■ **Exercise details**
Return the listing in full, word for word.

=== Begin Enclosure ===

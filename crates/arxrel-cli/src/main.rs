//! arxrel - arXiv metadata snapshot to relational CSV tables
//!
//! Filters the snapshot to one subject area and writes submissions,
//! categories, authors and their join tables as CSV.

use anyhow::Result;
use clap::{Parser, Subcommand};

mod cmd;
mod config;

use config::Config;

#[derive(Parser)]
#[command(name = "arxrel")]
#[command(about = "Normalize the arXiv metadata snapshot into relational tables")]
#[command(version)]
struct Cli {
    #[command(subcommand)]
    command: Command,

    /// Enable debug logging
    #[arg(long, global = true)]
    debug: bool,

    /// Config file path (default: ./arxrel.toml or ~/.config/arxrel/config.toml)
    #[arg(short, long, global = true)]
    config: Option<std::path::PathBuf>,
}

#[derive(Subcommand)]
enum Command {
    /// Normalize a snapshot into CSV tables
    Run(cmd::run::RunArgs),
    /// List the category taxonomy of an area
    Categories {
        /// Subject area (math, cs, stat)
        #[arg(default_value = "math")]
        area: String,
    },
    /// Show current configuration
    Config,
}

fn main() -> Result<()> {
    let cli = Cli::parse();

    let progress = arxrel_core::ProgressContext::new();

    // TTY: warn unless --debug, the progress bars show activity.
    // non-TTY: info, logs are the only progress indicator.
    let is_tty = progress.is_tty();
    let multi = if is_tty { Some(progress.multi()) } else { None };
    let quiet = if is_tty { !cli.debug } else { false };
    arxrel_core::init_logging(quiet, cli.debug, multi);

    let config = if let Some(path) = cli.config {
        Config::from_file(&path)?
    } else {
        Config::load()?
    };

    match cli.command {
        Command::Run(args) => cmd::run::run(args, &config, &progress),
        Command::Categories { area } => cmd::categories::run(&area),
        Command::Config => {
            use comfy_table::{
                Cell, Color, Table, modifiers::UTF8_ROUND_CORNERS, presets::UTF8_FULL,
            };

            let mut table = Table::new();
            table
                .load_preset(UTF8_FULL)
                .apply_modifier(UTF8_ROUND_CORNERS)
                .set_header(vec![
                    Cell::new("Setting").fg(Color::Cyan),
                    Cell::new("Value").fg(Color::Cyan),
                ]);

            table.add_row(vec![
                "Output directory",
                &config.output.default_dir.display().to_string(),
            ]);
            table.add_row(vec!["Area", &config.filter.area]);
            table.add_row(vec![
                "Bare tokens",
                if config.filter.bare_tokens { "on" } else { "off" },
            ]);
            table.add_row(vec![
                "Names file",
                &config
                    .gender
                    .names_file
                    .as_ref()
                    .map_or_else(|| "not set".to_string(), |p| p.display().to_string()),
            ]);
            table.add_row(vec![
                "Record warnings",
                &config.log.max_record_warnings.to_string(),
            ]);

            eprintln!("\n{table}");
            Ok(())
        }
    }
}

=== End Enclosure ===

■ **Response area**
filename crates/arxrel-cli/src/main.rs
//! arxrel - arXiv metadata snapshot to relational CSV tables
//!
//! Filters the snapshot to one subject area and writes submissions,
//! categories, authors and their join tables as CSV.

use anyhow::Result;
use clap::{Parser, Subcommand};

mod cmd;
mod config;

use config::Config;

#[derive(Parser)]
#[command(name = "arxrel")]
#[command(about = "Normalize the arXiv metadata snapshot into relational tables")]
#[command(version)]
struct Cli {
    #[command(subcommand)]
    command: Command,

    /// Enable debug logging
    #[arg(long, global = true)]
    debug: bool,

    /// Config file path (default: ./arxrel.toml or ~/.config/arxrel/config.toml)
    #[arg(short, long, global = true)]
    config: Option<std::path::PathBuf>,
}

#[derive(Subcommand)]
enum Command {
    /// Normalize a snapshot into CSV tables
    Run(cmd::run::RunArgs),
    /// List the category taxonomy of an area
    Categories {
        /// Subject area (math, cs, stat)
        #[arg(default_value = "math")]
        area: String,
    },
    /// Show current configuration
    Config,
}

fn main() -> Result<()> {
    let cli = Cli::parse();

    let progress = arxrel_core::ProgressContext::new();

    // TTY: warn unless --debug, the progress bars show activity.
    // non-TTY: info, logs are the only progress indicator.
    let is_tty = progress.is_tty();
    let multi = if is_tty { Some(progress.multi()) } else { None };
    let quiet = if is_tty { !cli.debug } else { false };
    arxrel_core::init_logging(quiet, cli.debug, multi);

    let config = if let Some(path) = cli.config {
        Config::from_file(&path)?
    } else {
        Config::load()?
    };

    match cli.command {
        Command::Run(args) => cmd::run::run(args, &config, &progress),
        Command::Categories { area } => cmd::categories::run(&area),
        Command::Config => {
            use comfy_table::{
                Cell, Color, Table, modifiers::UTF8_ROUND_CORNERS, presets::UTF8_FULL,
            };

            let mut table = Table::new();
            table
                .load_preset(UTF8_FULL)
                .apply_modifier(UTF8_ROUND_CORNERS)
                .set_header(vec![
                    Cell::new("Setting").fg(Color::Cyan),
                    Cell::new("Value").fg(Color::Cyan),
                ]);

            table.add_row(vec![
                "Output directory",
                &config.output.default_dir.display().to_string(),
            ]);
            table.add_row(vec!["Area", &config.filter.area]);
            table.add_row(vec![
                "Bare tokens",
                if config.filter.bare_tokens { "on" } else { "off" },
            ]);
            table.add_row(vec![
                "Names file",
                &config
                    .gender
                    .names_file
                    .as_ref()
                    .map_or_else(|| "not set".to_string(), |p| p.display().to_string()),
            ]);
            table.add_row(vec![
                "Record warnings",
                &config.log.max_record_warnings.to_string(),
            ]);

            eprintln!("\n{table}");
            Ok(())
        }
    }
}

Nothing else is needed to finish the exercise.